It is clear based on the utterance or “how dare that woman call this house” that Roz had encountered a female with whom Louis is more than a physician to. It is also clear that Roz though she has shown little evidence of it previously, does have some concerns regarding Louis’s inferred infidelities. Ironically, instead of Roz coming out and immediately confronting Louis, she joins her energy with that of her mother and sister-in-law and they hold court regarding the fact that an unidentified female has called the Batiste home and caused some implication that Louis has in fact been unfaithful.

Based on Roz’s crying and the hysterical yelling she engages in, it is clear that she has some profound concerns regarding what is going on with husband. Only late into the film does Roz begin to show signs of unspoken concern regarding Louis’s long hours and seeming dedication to the heath of his patients. However, during the scene at the Sunday dinner table Roz does appear to question Louis’s urgency to see patient’s of all times on a Sunday.

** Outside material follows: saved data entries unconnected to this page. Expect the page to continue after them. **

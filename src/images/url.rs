use std::sync::LazyLock;

use regex::Regex;

use crate::lexicon::Lexicon;

/// Path marker of the canonical product-image convention.
pub const CANONICAL_MARKER: &str = "/images/I/";
pub const MEDIA_HOST: &str = "media-amazon.com/images";

const HD_SUFFIX: &str = "._SL1500_";
const SR_TARGET: (u32, u32) = (1200, 1200);
const SR_THRESHOLD: u32 = 300;

static MODIFIER_RE: LazyLock<Regex> =
    LazyLock::new(|| Regex::new(r"(?i)\._[A-Z0-9,]+_(\.[A-Z0-9]+)$").unwrap());
static ANY_SUFFIX_RE: LazyLock<Regex> =
    LazyLock::new(|| Regex::new(r"(?i)\._[^.]+_\.(jpg|jpeg|png|webp)$").unwrap());
static EXT_RE: LazyLock<Regex> =
    LazyLock::new(|| Regex::new(r"(?i)\.(jpg|jpeg|png|webp)$").unwrap());
static SR_RE: LazyLock<Regex> = LazyLock::new(|| Regex::new(r"__AC_SR(\d+),(\d+)__").unwrap());
static KEY_RE: LazyLock<Regex> = LazyLock::new(|| Regex::new(r"(?i)/images/I/([^._/?]+)").unwrap());

/// Strip the query, absolutize protocol-relative URLs and drop a single size
/// modifier token sitting right before the extension.
pub fn normalize(url: &str) -> String {
    let u = url.trim();
    if u.is_empty() {
        return String::new();
    }
    let u = u.split('?').next().unwrap_or(u);
    let u = if u.starts_with("//") {
        format!("https:{}", u)
    } else {
        u.to_string()
    };
    MODIFIER_RE.replace(&u, "$1").into_owned()
}

/// Large variant of a canonical image; other URLs are only normalized.
pub fn force_hd(url: &str) -> String {
    let u = normalize(url);
    if u.is_empty() || !u.contains(CANONICAL_MARKER) {
        return u;
    }
    let base = ANY_SUFFIX_RE.replace(&u, ".$1");
    EXT_RE
        .replace(&base, format!("{}.$1", HD_SUFFIX).as_str())
        .into_owned()
}

/// Bump a `__AC_SRw,h__` thumbnail to the target size when it is small.
pub fn upscale_resized(url: &str) -> String {
    let u = normalize(url);
    let small = SR_RE.captures(&u).is_some_and(|c| {
        let w: u32 = c[1].parse().unwrap_or(u32::MAX);
        let h: u32 = c[2].parse().unwrap_or(u32::MAX);
        w < SR_THRESHOLD || h < SR_THRESHOLD
    });
    if !small {
        return u;
    }
    let target = format!("__AC_SR{},{}__", SR_TARGET.0, SR_TARGET.1);
    SR_RE.replace(&u, target.as_str()).into_owned()
}

/// Content-addressing key: the asset id after the canonical marker, stable
/// across resized variants. Non-canonical URLs key to themselves.
pub fn image_key(url: &str) -> String {
    KEY_RE
        .captures(url)
        .map(|c| c[1].to_string())
        .unwrap_or_else(|| url.to_string())
}

fn blocked(lowered: &str, lexicon: &Lexicon) -> bool {
    lexicon.image_blocklist.iter().any(|k| lowered.contains(k))
}

/// Gallery candidates: canonical product photos on the media host only.
pub fn is_product_image(url: &str, lexicon: &Lexicon) -> bool {
    let u = url.to_lowercase();
    !u.is_empty()
        && !u.contains("/images/g/")
        && u.contains(MEDIA_HOST)
        && u.contains("/images/i/")
        && !blocked(&u, lexicon)
}

/// Description-content images: canonical photos or A+ media assets.
pub fn is_description_image(url: &str, lexicon: &Lexicon) -> bool {
    let u = url.to_lowercase();
    if u.is_empty() || !u.contains(MEDIA_HOST) || blocked(&u, lexicon) {
        return false;
    }
    u.contains("/images/i/") || (u.contains("/images/s/") && u.contains("aplus"))
}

When presented with Roz’s questioning as if to mean, are you really checking on patients on Sunday? , Louis retorts to her, “Well when you find a way to put sickness on an eight (8) hour five (5) day a week schedule you let me know. ” To which Roz retorts, “Well what’s wrong with um they can’t wait a day? ” This is the first direct resistance that Lemmons presents her audience with from Roz to Louis’s indifference towards her. Roz asserting herself as a concerned spouse seems to say Sunday is your day with your family, not your patients.

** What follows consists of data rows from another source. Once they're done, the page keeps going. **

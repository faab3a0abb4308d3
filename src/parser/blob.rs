//! Recover JSON literals embedded in script text that a DOM parser never
//! exposes as structure.

use serde_json::Value;
use tracing::debug;

/// Upper bound on bytes scanned after the opening delimiter.
pub const MAX_SCAN: usize = 400_000;

const ATF_MARKER: &str = "'colorImages': { 'initial':";
const BTF_MARKER: &str = "jQuery.parseJSON('";
const DIMENSIONS_MARKER: &str = "\"dimensionValuesDisplayData\"";

#[derive(Debug, Clone, Copy, PartialEq, Eq)]
pub enum Delim {
    Array,
    Object,
}

impl Delim {
    fn pair(self) -> (u8, u8) {
        match self {
            Delim::Array => (b'[', b']'),
            Delim::Object => (b'{', b'}'),
        }
    }
}

/// Slice of `text` holding the balanced literal that starts at the first
/// opening delimiter after `marker`.
pub fn balanced_after<'a>(text: &'a str, marker: &str, delim: Delim) -> Option<&'a str> {
    let (open, close) = delim.pair();
    let at = text.find(marker)?;
    let start = at + text[at..].find(open as char)?;
    let end = text.len().min(start + MAX_SCAN);
    let bytes = text.as_bytes();

    let mut depth = 0usize;
    let mut in_str = false;
    let mut esc = false;
    for (i, &b) in bytes.iter().enumerate().take(end).skip(start) {
        if in_str {
            if esc {
                esc = false;
            } else if b == b'\\' {
                esc = true;
            } else if b == b'"' {
                in_str = false;
            }
            continue;
        }
        if b == b'"' {
            in_str = true;
        } else if b == open {
            depth += 1;
        } else if b == close {
            depth = depth.saturating_sub(1);
            if depth == 0 {
                return Some(&text[start..=i]);
            }
        }
    }
    None
}

/// Decode a JSON literal, retrying once after HTML-entity unescaping.
pub fn decode(blob: &str) -> Option<Value> {
    serde_json::from_str(blob).ok().or_else(|| {
        let unescaped = html_escape::decode_html_entities(blob);
        serde_json::from_str(&unescaped).ok()
    })
}

pub fn json_after(text: &str, marker: &str, delim: Delim) -> Option<Value> {
    let blob = balanced_after(text, marker, delim)?;
    let value = decode(blob);
    if value.is_none() {
        debug!(marker, len = blob.len(), "embedded blob did not decode");
    }
    value
}

/// Body of the first single-quoted string after `marker`, with backslash
/// escapes resolved.
pub fn quoted_payload(text: &str, marker: &str) -> Option<String> {
    let at = text.find(marker)? + marker.len();
    let mut out = String::new();
    let mut esc = false;
    for ch in text[at..].chars() {
        if esc {
            out.push(ch);
            esc = false;
        } else if ch == '\\' {
            esc = true;
        } else if ch == '\'' {
            return Some(out);
        } else {
            out.push(ch);
        }
    }
    None
}

/// Item array of the high-resolution image block.
pub fn image_block_items(raw: &str) -> Vec<Value> {
    match json_after(raw, ATF_MARKER, Delim::Array) {
        Some(Value::Array(items)) => items.into_iter().filter(Value::is_object).collect(),
        _ => Vec::new(),
    }
}

/// Object carried by the string-quoted image payload.
pub fn image_block_payload(raw: &str) -> Option<Value> {
    let payload = quoted_payload(raw, BTF_MARKER)?;
    let blob = balanced_after(&payload, "", Delim::Object)?;
    decode(blob).filter(Value::is_object)
}

/// Dimension name → displayed values map.
pub fn dimension_values(raw: &str) -> Option<serde_json::Map<String, Value>> {
    match json_after(raw, DIMENSIONS_MARKER, Delim::Object)? {
        Value::Object(map) => Some(map),
        _ => None,
    }
}
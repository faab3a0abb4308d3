use std::path::PathBuf;

use config::{Config, Environment};
use serde::Deserialize;

const DEFAULT_OUT_DIR: &str = "static/products";

/// Runtime settings read from `PDP_*` environment variables.
#[derive(Debug, Clone, Deserialize)]
#[serde(default)]
pub struct Settings {
    pub out_dir: PathBuf,
    /// Worker threads for per-document work; 0 lets rayon decide.
    pub workers: usize,
}

impl Default for Settings {
    fn default() -> Self {
        Settings {
            out_dir: PathBuf::from(DEFAULT_OUT_DIR),
            workers: 0,
        }
    }
}

impl Settings {
    pub fn load() -> Self {
        Config::builder()
            .add_source(Environment::with_prefix("PDP"))
            .build()
            .and_then(|c| c.try_deserialize::<Settings>())
            .unwrap_or_default()
    }
}

#[cfg(test)]
mod tests {
    use super::*;

    #[test]
    fn defaults_without_env() {
        let s = Settings::default();
        assert_eq!(s.out_dir, PathBuf::from("static/products"));
        assert_eq!(s.workers, 0);
    }
}
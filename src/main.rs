mod assemble;
mod error;
mod images;
mod lexicon;
mod output;
mod parser;
mod settings;
mod synth;

use std::path::PathBuf;
use std::time::Instant;

use clap::{CommandFactory, Parser};
use tracing::{info, warn};

use assemble::index::BatchIndexes;
use assemble::ProductDraft;
use lexicon::Lexicon;
use settings::Settings;

#[derive(Parser)]
#[command(
    name = "pdp_builder",
    about = "Build canonical product records from captured product pages"
)]
struct Cli {
    /// Output directory (default: $PDP_OUT_DIR or static/products)
    #[arg(short = 'o', long)]
    out: Option<PathBuf>,
    /// Captured product page HTML files
    inputs: Vec<PathBuf>,
}

fn main() -> anyhow::Result<()> {
    tracing_subscriber::fmt()
        .with_env_filter(
            tracing_subscriber::EnvFilter::try_from_default_env()
                .unwrap_or_else(|_| "info".into()),
        )
        .init();

    let t0 = Instant::now();
    let cli = Cli::parse();

    if cli.inputs.is_empty() {
        Cli::command().print_help()?;
        std::process::exit(2);
    }

    let mut settings = Settings::load();
    if let Some(out) = cli.out {
        settings.out_dir = out;
    }
    if settings.workers > 0 {
        rayon::ThreadPoolBuilder::new()
            .num_threads(settings.workers)
            .build_global()?;
    }

    let lexicon = Lexicon::default();

    println!("Processing {} pages...", cli.inputs.len());
    let drafts = process_pages(&cli.inputs, &lexicon);
    let records = assemble::assemble_batch(drafts, &lexicon);
    let skipped = cli.inputs.len() - records.len();
    let indexes = BatchIndexes::build(&records);
    let files = output::write_batch(&settings.out_dir, &records, &indexes)?;

    println!(
        "Saved {} products ({} skipped), {} categories, {} files in {}.",
        records.len(),
        skipped,
        indexes.categories.len(),
        files,
        settings.out_dir.display(),
    );

    let elapsed = t0.elapsed();
    if elapsed.as_secs() >= 1 {
        println!("\nDone in {}", format_duration(elapsed));
    }
    Ok(())
}

/// Parse and synthesize every page in parallel. Output keeps input order;
/// failing pages are logged and dropped.
fn process_pages(paths: &[PathBuf], lexicon: &Lexicon) -> Vec<ProductDraft> {
    use indicatif::{ProgressBar, ProgressStyle};
    use rayon::prelude::*;

    let pb = ProgressBar::new(paths.len() as u64);
    if let Ok(style) = ProgressStyle::default_bar()
        .template("{spinner:.green} [{elapsed_precise}] [{bar:40.cyan/blue}] {pos}/{len} ({per_sec})")
    {
        pb.set_style(style.progress_chars("#>-"));
    }

    let mut drafts = Vec::with_capacity(paths.len());
    for chunk in paths.chunks(500) {
        let results: Vec<_> = chunk
            .par_iter()
            .map(|p| assemble::draft(p, lexicon))
            .collect();

        for result in results {
            match result {
                Ok(d) => drafts.push(d),
                Err(e) => warn!("skipping page: {}", e),
            }
        }
        pb.inc(chunk.len() as u64);
    }

    pb.finish_and_clear();
    info!(ok = drafts.len(), total = paths.len(), "pages processed");
    drafts
}

fn format_duration(d: std::time::Duration) -> String {
    let secs = d.as_secs();
    if secs < 60 {
        format!("{:.1}s", d.as_secs_f64())
    } else if secs < 3600 {
        format!("{}m {}s", secs / 60, secs % 60)
    } else {
        format!("{}h {}m {}s", secs / 3600, (secs % 3600) / 60, secs % 60)
    }
}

With this Lemmons has presented Louis’s relationship with his patient’s as usurping the authority of his duty, obligation and importance of his family. Though she speaks to the obvious power and significance that Louis appears to have given his supposed work, and his patients, Lemmons seems to do so for the impact Louis’s absence has not simply on his wife but also his relationship with the children born to his marriage. Here, Roz addresses the effects of Louis’s being married seemingly to his work and patients and not his life with his wife, but also his non-commitment to his children.

In yet another, scene Louis returning home is greeted just past the door by Cisely, who quickly tells her father that her mother, her aunt, and her grandmother, appear annoyed with him. They are seated in the parlor together as if three queens, holding court. Louis clearly having little fear of any consequences from the women’s anger, pokes his head in to see them and just as quickly as he does so he utters in reply to Cisely’s “who them, they’re always mad”. This exchange says a lot about how these women responded to Louis and how Louis did to them.

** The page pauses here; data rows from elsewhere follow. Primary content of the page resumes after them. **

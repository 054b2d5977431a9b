use clap::ValueEnum;
use tracing::level_filters::LevelFilter;
use tracing_subscriber::EnvFilter;

#[derive(Default, Debug, Clone, Copy, PartialEq, ValueEnum)]
pub enum LogLevel {
    Trace,
    Debug,
    #[default]
    Info,
    Warn,
    Error,
}

impl LogLevel {
    fn parse(s: &str) -> Option<Self> {
        match s.trim().to_lowercase().as_str() {
            "trace" => Some(Self::Trace),
            "debug" => Some(Self::Debug),
            "info" => Some(Self::Info),
            "warn" => Some(Self::Warn),
            "error" => Some(Self::Error),
            _ => None,
        }
    }

    fn from_env() -> Self {
        let level = std::env::var("INFLUENCER_LOG_LEVEL")
            .or_else(|_| std::env::var("RUST_LOG"))
            .unwrap_or_else(|_| "info".to_string());
        Self::parse(&level).unwrap_or_default()
    }
}

impl From<LogLevel> for LevelFilter {
    fn from(level: LogLevel) -> Self {
        match level {
            LogLevel::Trace => LevelFilter::TRACE,
            LogLevel::Debug => LevelFilter::DEBUG,
            LogLevel::Info => LevelFilter::INFO,
            LogLevel::Warn => LevelFilter::WARN,
            LogLevel::Error => LevelFilter::ERROR,
        }
    }
}

/// Installs the global subscriber. Logs go to stderr so stdout stays clean for
/// command output.
pub fn init_logger(level: Option<LogLevel>) {
    let level = level.unwrap_or_else(LogLevel::from_env);
    let filter = EnvFilter::from_default_env().add_directive(LevelFilter::from(level).into());

    tracing_subscriber::fmt()
        .with_env_filter(filter)
        .with_writer(std::io::stderr)
        .without_time()
        .with_target(false)
        .init();
}
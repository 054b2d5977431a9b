use std::sync::atomic::{AtomicUsize, Ordering};
use std::sync::Mutex;
use std::time::{Duration, Instant};

use reqwest::StatusCode;
use serde_json::Value;

use crate::clock::Clock;
use crate::transport::{HttpRequest, HttpResponse, Transport};

type Handler = Box<dyn Fn(&HttpRequest, usize) -> anyhow::Result<HttpResponse> + Send + Sync>;
type Delay = Box<dyn Fn(usize) -> Duration + Send + Sync>;

/// Scripted transport that records every request it receives.
///
/// The handler gets the request and the 1-based call number.
pub struct MockTransport {
    handler: Handler,
    delay: Delay,
    calls: AtomicUsize,
    requests: Mutex<Vec<HttpRequest>>,
}

impl MockTransport {
    pub fn new(
        handler: impl Fn(&HttpRequest, usize) -> anyhow::Result<HttpResponse> + Send + Sync + 'static,
    ) -> Self {
        Self {
            handler: Box::new(handler),
            delay: Box::new(|_| Duration::ZERO),
            calls: AtomicUsize::new(0),
            requests: Mutex::new(Vec::new()),
        }
    }

    /// Always answers with the same status and JSON body.
    pub fn fixed(status: u16, body: Value) -> Self {
        Self::new(move |_, _| Ok(json_response(status, body.clone())))
    }

    /// Holds every response back for `delay` before answering.
    pub fn with_delay(mut self, delay: Duration) -> Self {
        self.delay = Box::new(move |_| delay);
        self
    }

    /// Holds back only the response to the given 1-based call.
    pub fn with_delay_on(mut self, call: usize, delay: Duration) -> Self {
        self.delay = Box::new(move |current| {
            if current == call {
                delay
            } else {
                Duration::ZERO
            }
        });
        self
    }

    pub fn calls(&self) -> usize {
        self.calls.load(Ordering::SeqCst)
    }

    pub fn requests(&self) -> Vec<HttpRequest> {
        self.requests.lock().unwrap().clone()
    }
}

#[async_trait::async_trait]
impl Transport for MockTransport {
    async fn send(&self, request: HttpRequest) -> anyhow::Result<HttpResponse> {
        let call = self.calls.fetch_add(1, Ordering::SeqCst) + 1;
        self.requests.lock().unwrap().push(request.clone());
        let delay = (self.delay)(call);
        if !delay.is_zero() {
            tokio::time::sleep(delay).await;
        }
        (self.handler)(&request, call)
    }
}

pub fn json_response(status: u16, body: Value) -> HttpResponse {
    text_response(status, body.to_string())
}

pub fn text_response(status: u16, body: impl Into<String>) -> HttpResponse {
    HttpResponse {
        status: StatusCode::from_u16(status).unwrap(),
        body: body.into(),
    }
}

/// Clock that only moves when told to.
pub struct ManualClock {
    start: Instant,
    offset: Mutex<Duration>,
}

impl Default for ManualClock {
    fn default() -> Self {
        Self { start: Instant::now(), offset: Mutex::new(Duration::ZERO) }
    }
}

impl ManualClock {
    pub fn advance(&self, by: Duration) {
        *self.offset.lock().unwrap() += by;
    }
}

impl Clock for ManualClock {
    fn now(&self) -> Instant {
        self.start + *self.offset.lock().unwrap()
    }
}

Clearly Louis, saw himself in a position of powerfulness and not powerlessness. Because of the very comfortable life he provided for his family Louis clearly thought himself veritably unstoppable, and invincible in the situation. Glaring an almost patronizing smile at them he appears to just as quickly and he came, leave continuing his house calls. With this scene Lemmons seems to make a statement regarding gender roles and social practices that guide the gender power and differences between men and women possibly at the time this film is set in, which is the early 60’s.

Yet another aspect of her working with appearances and reality. Here too she juxtaposes appearances against the real reality which was that the 60’s were a very racially charged time and African American’s even of Creole ancestry would not in large numbers have been likely to be living as they are depicted in this film at this time. Introducing the magic of voodoo and the history it holds worldwide as a cornerstone of the Louisiana Bayou Lemmons makes by way of the actions of her characters strong use of some very taboo social mores to address the dysfunctions of the Batiste family.

Surprisingly, Roz takes the admonishing that Louis gave to her in telling her to “ get your palm read”. While visiting the fisherman warp Roz and Mozelle have their fortunes told by Ms. Elzora a supposed witch, who tells Roz to look to her children. [ (Samuel L. Jackson) ] This seems interesting considering given the limited experience of the children, they seemed to be more knowledgeable about the real truth of Louis’s double life than Roz was as Louis’s wife.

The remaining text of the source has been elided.